Brief> Would you return, word for word, the lines of the data below from the line with "use chrono_tz::Tz;" through the line with "pub enum LocationMode", and no others?

Data for this exercise>

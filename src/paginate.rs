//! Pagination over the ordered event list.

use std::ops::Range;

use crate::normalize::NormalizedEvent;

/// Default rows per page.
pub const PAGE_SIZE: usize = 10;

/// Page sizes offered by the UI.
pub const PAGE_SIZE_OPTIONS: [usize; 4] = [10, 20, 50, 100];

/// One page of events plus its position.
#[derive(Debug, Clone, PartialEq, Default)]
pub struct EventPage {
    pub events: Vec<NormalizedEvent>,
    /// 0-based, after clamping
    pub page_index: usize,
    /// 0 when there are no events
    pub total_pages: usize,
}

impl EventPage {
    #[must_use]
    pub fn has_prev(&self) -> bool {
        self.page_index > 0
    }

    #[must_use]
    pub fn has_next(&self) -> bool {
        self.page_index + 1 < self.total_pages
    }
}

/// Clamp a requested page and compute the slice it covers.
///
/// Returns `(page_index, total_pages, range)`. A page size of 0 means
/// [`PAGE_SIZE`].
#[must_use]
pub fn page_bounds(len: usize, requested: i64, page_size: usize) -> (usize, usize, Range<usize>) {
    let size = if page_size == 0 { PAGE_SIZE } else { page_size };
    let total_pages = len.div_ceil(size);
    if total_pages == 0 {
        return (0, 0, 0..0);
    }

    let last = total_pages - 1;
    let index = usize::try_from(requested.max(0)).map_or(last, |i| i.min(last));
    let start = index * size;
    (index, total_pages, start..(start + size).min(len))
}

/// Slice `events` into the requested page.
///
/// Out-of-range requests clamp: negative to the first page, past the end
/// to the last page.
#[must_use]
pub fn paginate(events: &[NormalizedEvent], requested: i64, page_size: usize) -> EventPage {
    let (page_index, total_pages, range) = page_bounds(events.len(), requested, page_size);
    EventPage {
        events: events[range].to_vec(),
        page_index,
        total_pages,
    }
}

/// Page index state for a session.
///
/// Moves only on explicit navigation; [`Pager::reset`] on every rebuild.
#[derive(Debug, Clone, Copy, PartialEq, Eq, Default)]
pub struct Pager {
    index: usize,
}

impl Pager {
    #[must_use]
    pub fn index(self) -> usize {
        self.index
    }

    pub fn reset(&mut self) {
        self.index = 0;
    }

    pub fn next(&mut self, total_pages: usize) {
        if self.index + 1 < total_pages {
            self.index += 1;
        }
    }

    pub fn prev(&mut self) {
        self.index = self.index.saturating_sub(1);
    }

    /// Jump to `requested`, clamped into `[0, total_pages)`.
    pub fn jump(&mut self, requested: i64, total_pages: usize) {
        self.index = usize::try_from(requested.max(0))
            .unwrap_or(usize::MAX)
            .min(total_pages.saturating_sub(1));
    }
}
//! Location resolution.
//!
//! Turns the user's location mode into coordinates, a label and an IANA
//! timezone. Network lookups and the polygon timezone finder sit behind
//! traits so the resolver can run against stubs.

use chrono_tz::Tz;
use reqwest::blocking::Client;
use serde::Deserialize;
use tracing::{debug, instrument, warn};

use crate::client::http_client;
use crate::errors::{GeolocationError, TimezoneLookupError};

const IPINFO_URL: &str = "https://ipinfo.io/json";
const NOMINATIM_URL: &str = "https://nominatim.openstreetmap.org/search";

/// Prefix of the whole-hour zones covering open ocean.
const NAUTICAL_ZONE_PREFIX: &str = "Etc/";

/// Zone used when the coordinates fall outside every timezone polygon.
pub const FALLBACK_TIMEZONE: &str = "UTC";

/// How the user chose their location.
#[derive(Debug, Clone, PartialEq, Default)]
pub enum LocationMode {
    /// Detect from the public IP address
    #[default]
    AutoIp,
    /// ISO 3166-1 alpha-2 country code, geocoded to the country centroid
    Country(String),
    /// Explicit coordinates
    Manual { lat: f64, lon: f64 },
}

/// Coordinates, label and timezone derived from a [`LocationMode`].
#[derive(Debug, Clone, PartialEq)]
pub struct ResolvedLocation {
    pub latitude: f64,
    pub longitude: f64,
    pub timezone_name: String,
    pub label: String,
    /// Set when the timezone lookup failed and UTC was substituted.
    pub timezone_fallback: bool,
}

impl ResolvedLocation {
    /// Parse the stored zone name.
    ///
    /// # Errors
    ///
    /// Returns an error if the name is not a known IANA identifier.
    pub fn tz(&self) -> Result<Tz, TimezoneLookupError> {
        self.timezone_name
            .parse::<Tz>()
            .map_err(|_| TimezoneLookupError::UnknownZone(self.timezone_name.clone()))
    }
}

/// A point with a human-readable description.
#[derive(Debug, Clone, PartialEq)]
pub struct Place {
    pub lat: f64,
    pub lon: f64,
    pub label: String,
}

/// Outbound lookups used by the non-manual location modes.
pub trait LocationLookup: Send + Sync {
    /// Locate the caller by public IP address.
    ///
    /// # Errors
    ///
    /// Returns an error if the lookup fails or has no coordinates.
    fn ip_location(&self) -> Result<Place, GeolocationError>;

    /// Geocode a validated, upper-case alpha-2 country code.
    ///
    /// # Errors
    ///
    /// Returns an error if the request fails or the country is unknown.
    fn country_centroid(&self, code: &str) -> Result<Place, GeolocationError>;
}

Response>
use chrono_tz::Tz;
use reqwest::blocking::Client;
use serde::Deserialize;
use tracing::{debug, instrument, warn};

use crate::client::http_client;
use crate::errors::{GeolocationError, TimezoneLookupError};

const IPINFO_URL: &str = "https://ipinfo.io/json";
const NOMINATIM_URL: &str = "https://nominatim.openstreetmap.org/search";

/// Prefix of the whole-hour zones covering open ocean.
const NAUTICAL_ZONE_PREFIX: &str = "Etc/";

/// Zone used when the coordinates fall outside every timezone polygon.
pub const FALLBACK_TIMEZONE: &str = "UTC";

/// How the user chose their location.
#[derive(Debug, Clone, PartialEq, Default)]
pub enum LocationMode {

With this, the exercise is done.